Stipulation Puts a Lid on Litigation Over Roman Sarcophagus Cover Featured in the Becchina Archive
The Roman sarcophagus lid. ICE |
A marble Roman sarcophagus lid is expected to be forfeited and returned to Italy after federal prosecutors and the potential claimant signed a stipulation last week.
The stipulation filed in the United States District Court for the Eastern District of New York recites in part:
WHEREAS, Mr. [Noriyoshi] Horiuchi [of Tokyo, Japan] states that, by and through agents, officers and employees of Art & Archaeology Inc. (“A&A”), an entity owned by Mr. Horiuchi, A&A obtained ownership of the Defendant inrem sometime in the late 1980s or early 1990s, after the Defendant inrem had been publicly exhibited in a Swiss museum in 1982 and 1983, and its exhibition had been published in an accompanying catalogue;
WHEREAS, Mr. Horiuchi states that he relied in good faith on the representations made by the seller of the Defendant in rem and the fact that it had been publicly exhibited and presented in a publication during its exhibition in the Swiss museum in 1982 and 1983, to conclude that the Defendant in rem was not stolen;
WHEREAS, Mr. Horiuchi, by and through his attorneys, agents, officers and employees, properly declared the Defendant in rem to the United States Customs Service upon the importation of the Defendant in rem into the United States in February 2001;
WHEREAS, Mr. Horiuchi states that he believed in good faith that the Italian Government did not claim ownership to the Defendant in rem because, as Mr. Horiuchi further states, he previously had disclosed his acquisition and possession of the Defendant inrem to the Italian Government;
WHEREAS, Mr. Horiuchi states that the Defendant in rem was transferred to him by A&A and that in approximately 2012 A&A was dissolved;
WHEREAS, Mr. Horiuchi, upon his receipt of notice of the Defendant in rem’s seizure in the United States and the claim of ownership by the Italian Government, cooperated with the United States Attorney’s Office in the above-captioned forfeiture action; and
WHEREAS, all parties now agree that the Defendant in rem should be forfeited with the intent that it be returned to Italy….

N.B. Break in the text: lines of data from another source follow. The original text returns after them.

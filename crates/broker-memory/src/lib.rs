//! In-memory (single process) broker implementation for local development.
#![warn(missing_docs)]
#![warn(clippy::all)]
#![warn(clippy::pedantic)]
#![warn(clippy::nursery)]

mod error;

pub use error::Error;

use std::collections::{HashMap, HashSet};
use std::sync::Arc;
use std::sync::atomic::{AtomicBool, Ordering};

use async_trait::async_trait;
use bytes::Bytes;
use tokio::sync::{Mutex, mpsc, watch};
use tracing::{debug, warn};
use weft_broker::{Broker, Delivery, DeliveryHandler};

/// A delivery handed to subscription handlers by [`MemoryBroker`].
#[derive(Clone, Debug)]
pub struct MemoryDelivery {
    acked: Arc<AtomicBool>,
    attributes: HashMap<String, String>,
    payload: Bytes,
}

impl MemoryDelivery {
    fn new(payload: Bytes, attributes: HashMap<String, String>) -> Self {
        Self {
            acked: Arc::new(AtomicBool::new(false)),
            attributes,
            payload,
        }
    }

    /// Whether this delivery has been acknowledged.
    #[must_use]
    pub fn is_acked(&self) -> bool {
        self.acked.load(Ordering::SeqCst)
    }
}

#[async_trait]
impl Delivery for MemoryDelivery {
    type Error = Error;

    fn attributes(&self) -> &HashMap<String, String> {
        &self.attributes
    }

    fn payload(&self) -> &Bytes {
        &self.payload
    }

    async fn ack(&self) -> Result<(), Error> {
        self.acked.store(true, Ordering::SeqCst);
        Ok(())
    }
}

#[derive(Debug)]
struct SubscriptionState {
    receiver: Option<mpsc::Receiver<MemoryDelivery>>,
    sender: mpsc::Sender<MemoryDelivery>,
    stop: Option<watch::Sender<()>>,
    topic: String,
}

/// In-memory broker.
///
/// Each subscription owns a bounded delivery queue; a full queue makes
/// [`Broker::publish`] fail with [`Error::Full`] after still delivering to
/// the remaining subscriptions on the topic.
#[derive(Clone, Debug)]
pub struct MemoryBroker {
    queue_capacity: usize,
    subscriptions: Arc<Mutex<HashMap<String, SubscriptionState>>>,
    topics: Arc<Mutex<HashMap<String, HashSet<String>>>>,
}

impl MemoryBroker {
    /// Creates a new `MemoryBroker` with the default queue capacity of 100.
    #[must_use]
    pub fn new() -> Self {
        Self::with_queue_capacity(100)
    }

    /// Creates a new `MemoryBroker` whose subscription queues hold at most
    /// `capacity` undelivered messages.
    #[must_use]
    pub fn with_queue_capacity(capacity: usize) -> Self {
        Self {
            queue_capacity: capacity.max(1),
            subscriptions: Arc::new(Mutex::new(HashMap::new())),
            topics: Arc::new(Mutex::new(HashMap::new())),
        }
    }

    /// The number of topics created so far.
    pub async fn topic_count(&self) -> usize {
        self.topics.lock().await.len()
    }

    /// The number of live subscriptions.
    pub async fn subscription_count(&self) -> usize {
        self.subscriptions.lock().await.len()
    }
}

impl Default for MemoryBroker {
    fn default() -> Self {
        Self::new()
    }
}

#[async_trait]
impl Broker for MemoryBroker {
    type Error = Error;
    type Delivery = MemoryDelivery;

    async fn create_topic(&self, name: &str) -> Result<(), Error> {
        self.topics.lock().await.entry(name.to_string()).or_default();
        Ok(())
    }

    #[allow(clippy::significant_drop_tightening)]
    async fn publish(
        &self,
        topic: &str,
        payload: Bytes,
        attributes: HashMap<String, String>,
    ) -> Result<(), Error> {
        let bound: Vec<String> = {
            let topics = self.topics.lock().await;
            topics
                .get(topic)
                .ok_or_else(|| Error::UnknownTopic(topic.to_string()))?
                .iter()
                .cloned()
                .collect()
        };

        let mut full = false;
        let subscriptions = self.subscriptions.lock().await;
        for name in bound {
            if let Some(state) = subscriptions.get(&name) {
                let delivery = MemoryDelivery::new(payload.clone(), attributes.clone());
                match state.sender.try_send(delivery) {
                    Ok(()) => {}
                    Err(mpsc::error::TrySendError::Full(_)) => {
                        warn!(subscription = %name, "delivery queue full, message not enqueued");
                        full = true;
                    }
                    Err(mpsc::error::TrySendError::Closed(_)) => {}
                }
            }
        }

        if full { Err(Error::Full) } else { Ok(()) }
    }

    #[allow(clippy::significant_drop_tightening)]
    async fn create_subscription(&self, name: &str, topic: &str) -> Result<(), Error> {
        let mut topics = self.topics.lock().await;
        let bound = topics
            .get_mut(topic)
            .ok_or_else(|| Error::UnknownTopic(topic.to_string()))?;

        let mut subscriptions = self.subscriptions.lock().await;
        if subscriptions.contains_key(name) {
            return Err(Error::SubscriptionExists(name.to_string()));
        }

        let (sender, receiver) = mpsc::channel(self.queue_capacity);
        bound.insert(name.to_string());
        subscriptions.insert(
            name.to_string(),
            SubscriptionState {
                receiver: Some(receiver),
                sender,
                stop: None,
                topic: topic.to_string(),
            },
        );

        Ok(())
    }

    async fn subscribe<X>(&self, subscription: &str, handler: X) -> Result<(), Error>
    where
        X: DeliveryHandler<MemoryDelivery>,
    {
        let mut subscriptions = self.subscriptions.lock().await;
        let state = subscriptions
            .get_mut(subscription)
            .ok_or_else(|| Error::UnknownSubscription(subscription.to_string()))?;

        let Some(mut receiver) = state.receiver.take() else {
            return Err(Error::AlreadySubscribed(subscription.to_string()));
        };

        let (stop_sender, mut stop_receiver) = watch::channel(());
        state.stop = Some(stop_sender);

        let name = subscription.to_string();
        tokio::spawn(async move {
            loop {
                tokio::select! {
                    _ = stop_receiver.changed() => {
                        break;
                    }
                    delivery = receiver.recv() => {
                        match delivery {
                            Some(delivery) => {
                                let _ = handler.handle(delivery).await;
                            }
                            None => break,
                        }
                    }
                }
            }
            debug!(subscription = %name, "delivery task stopped");
        });

        Ok(())
    }

    async fn delete_subscription(&self, name: &str) -> Result<(), Error> {
        let mut topics = self.topics.lock().await;
        let mut subscriptions = self.subscriptions.lock().await;

        let state = subscriptions
            .remove(name)
            .ok_or_else(|| Error::UnknownSubscription(name.to_string()))?;

        if let Some(bound) = topics.get_mut(&state.topic) {
            bound.remove(name);
        }
        if let Some(stop) = state.stop {
            let _ = stop.send(());
        }

        Ok(())
    }
}
//! Channel and group name validation.
//!
//! The contract is fixed: names are 1 to [`MAX_NAME_LENGTH`] characters of
//! ASCII alphanumerics plus `-`, `_` and `.`. Channel names may additionally
//! carry a single `!` marking a process-specific channel; everything after it
//! follows the same character set and may be empty.

/// Longest accepted channel or group name, in bytes.
pub const MAX_NAME_LENGTH: usize = 100;

fn valid_chars(part: &str) -> bool {
    part.chars()
        .all(|c| c.is_ascii_alphanumeric() || matches!(c, '-' | '_' | '.'))
}

/// Whether `name` is a well-formed channel name.
#[must_use]
pub fn valid_channel_name(name: &str) -> bool {
    if name.is_empty() || name.len() > MAX_NAME_LENGTH {
        return false;
    }
    match name.split_once('!') {
        Some((base, specific)) => !base.is_empty() && valid_chars(base) && valid_chars(specific),
        None => valid_chars(name),
    }
}

/// Whether `name` is a well-formed group name.
#[must_use]
pub fn valid_group_name(name: &str) -> bool {
    !name.is_empty() && name.len() <= MAX_NAME_LENGTH && valid_chars(name)
}
//! Fixed conversion rates from the base currency and amount display helpers.

use once_cell::sync::Lazy;
use serde::Deserialize;

use crate::errors::CalculatorError;

/// Rate expressed as units of base currency per unit of the target currency,
/// together with the label shown in messages.
#[derive(Debug, Clone, PartialEq, Deserialize)]
pub struct CurrencyRate {
    pub rate: f64,
    pub label: String,
}

impl CurrencyRate {
    pub fn new(rate: f64, label: impl Into<String>) -> Self {
        Self {
            rate,
            label: label.into(),
        }
    }

    /// Converts a base-currency amount into this currency.
    pub fn convert(&self, base_amount: f64) -> f64 {
        base_amount / self.rate
    }
}

static DEFAULT_RATES: Lazy<RateTable> = Lazy::new(|| {
    RateTable::from_entries([
        ("rub", CurrencyRate::new(1.0, "руб")),
        ("usd", CurrencyRate::new(80.0, "USD")),
        ("eur", CurrencyRate::new(100.0, "Euro")),
    ])
});

/// Immutable currency lookup keyed by lowercase code.
///
/// Deserializes from a list of `[code, {"rate": .., "label": ..}]` pairs.
#[derive(Debug, Clone, PartialEq, Deserialize)]
#[serde(from = "Vec<(String, CurrencyRate)>")]
pub struct RateTable {
    entries: Vec<(String, CurrencyRate)>,
}

impl RateTable {
    /// Builds a table; a repeated code keeps its first rate.
    pub fn from_entries<K, I>(entries: I) -> Self
    where
        K: Into<String>,
        I: IntoIterator<Item = (K, CurrencyRate)>,
    {
        let mut table: Vec<(String, CurrencyRate)> = Vec::new();
        for (code, rate) in entries {
            let code = code.into();
            if table.iter().all(|(existing, _)| existing != &code) {
                table.push((code, rate));
            }
        }
        Self { entries: table }
    }

    /// Base currency plus dollars and euros.
    pub fn standard() -> &'static RateTable {
        &DEFAULT_RATES
    }

    /// Looks up `code` exactly as configured.
    pub fn lookup(&self, code: &str) -> Result<&CurrencyRate, CalculatorError> {
        self.entries
            .iter()
            .find(|(key, _)| key == code)
            .map(|(_, rate)| rate)
            .ok_or_else(|| CalculatorError::UnknownCurrency(code.to_string()))
    }

    pub fn codes(&self) -> impl Iterator<Item = &str> {
        self.entries.iter().map(|(code, _)| code.as_str())
    }
}

impl From<Vec<(String, CurrencyRate)>> for RateTable {
    fn from(entries: Vec<(String, CurrencyRate)>) -> Self {
        Self::from_entries(entries)
    }
}

impl Default for RateTable {
    fn default() -> Self {
        Self::standard().clone()
    }
}

/// Renders an amount for messages the way Python prints floats: integral
/// values keep one decimal place (`950.0`), magnitudes below `1e-4` or from
/// `1e16` up switch to exponent form (`1.25e-05`, `1e+16`).
pub fn format_amount(value: f64) -> String {
    if value.is_nan() {
        return "nan".to_string();
    }
    if value.is_infinite() {
        return if value > 0.0 { "inf" } else { "-inf" }.to_string();
    }
    let scientific = format!("{value:e}");
    let (mantissa, exponent) = match scientific.split_once('e') {
        Some((mantissa, exponent)) => (mantissa, exponent.parse::<i32>().unwrap_or(0)),
        None => (scientific.as_str(), 0),
    };
    if value != 0.0 && !(-4..16).contains(&exponent) {
        let sign = if exponent < 0 { '-' } else { '+' };
        format!("{mantissa}e{sign}{:02}", exponent.abs())
    } else if value.fract() == 0.0 {
        format!("{value:.1}")
    } else {
        value.to_string()
    }
}

#[cfg(test)]
mod tests {
    use super::*;

    #[test]
    fn standard_table_has_three_currencies() {
        let table = RateTable::standard();
        assert_eq!(table.codes().collect::<Vec<_>>(), vec!["rub", "usd", "eur"]);
        assert_eq!(table.lookup("rub").unwrap(), &CurrencyRate::new(1.0, "руб"));
        assert_eq!(table.lookup("usd").unwrap().rate, 80.0);
        assert_eq!(table.lookup("eur").unwrap().label, "Euro");
    }

    #[test]
    fn lookup_is_exact() {
        let table = RateTable::standard();
        assert!(matches!(
            table.lookup("USD"),
            Err(CalculatorError::UnknownCurrency(code)) if code == "USD"
        ));
        assert!(table.lookup("gbp").is_err());
    }

    #[test]
    fn duplicate_codes_keep_first_rate() {
        let table = RateTable::from_entries([
            ("usd", CurrencyRate::new(80.0, "USD")),
            ("usd", CurrencyRate::new(90.0, "USD")),
        ]);
        assert_eq!(table.codes().count(), 1);
        assert_eq!(table.lookup("usd").unwrap().rate, 80.0);
    }

    #[test]
    fn convert_divides_by_rate() {
        assert_eq!(CurrencyRate::new(80.0, "USD").convert(900.0), 11.25);
        assert_eq!(CurrencyRate::new(100.0, "Euro").convert(-4100.0), -41.0);
    }

    #[test]
    fn formats_amounts_like_float_display() {
        assert_eq!(format_amount(950.0), "950.0");
        assert_eq!(format_amount(12.5), "12.5");
        assert_eq!(format_amount(-51.25), "-51.25");
        assert_eq!(format_amount(-41.0), "-41.0");
        assert_eq!(format_amount(0.1 + 0.2), "0.30000000000000004");
        assert_eq!(format_amount(0.0001), "0.0001");
        assert_eq!(format_amount(9999999999999998.0), "9999999999999998.0");
    }

    #[test]
    fn tiny_amounts_use_exponent_form() {
        assert_eq!(format_amount(1.2499999999704415e-5), "1.2499999999704415e-05");
        assert_eq!(format_amount(-0.00005), "-5e-05");
        assert_eq!(format_amount(1e-300), "1e-300");
    }

    #[test]
    fn huge_amounts_use_exponent_form() {
        assert_eq!(format_amount(1e16), "1e+16");
        assert_eq!(format_amount(-2.5e20), "-2.5e+20");
    }

    #[test]
    fn non_finite_amounts_print_like_python() {
        assert_eq!(format_amount(f64::NAN), "nan");
        assert_eq!(format_amount(f64::INFINITY), "inf");
        assert_eq!(format_amount(f64::NEG_INFINITY), "-inf");
    }

    #[test]
    fn rate_table_deserializes_from_pairs() {
        let table: RateTable = serde_json::from_str(
            r#"[["gbp", {"rate": 4.0, "label": "GBP"}], ["gbp", {"rate": 5.0, "label": "GBP"}]]"#,
        )
        .expect("parse rates");
        assert_eq!(table.codes().collect::<Vec<_>>(), vec!["gbp"]);
        assert_eq!(table.lookup("gbp").unwrap().rate, 4.0);
    }
}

Prosecutors wrote that the sculpted cover was in the possession of Gianfranco Becchina and his Basel, Switzerland gallery. A Manhattan gallery later displayed the $4 million lid in May 2013 before transferring it to a storage unit in Long Island City, NY in October that same year. Homeland Security Investigations uncovered the lid in its crate at the storage facility in February 2014.
In July, a federal district court in Albany, NY forfeited two other antiquities appearing in the Becchina archive in the unrelated case of United States v. One Attic Red-Figure Skyphos and One Apulian Red-Figure Bell Krater.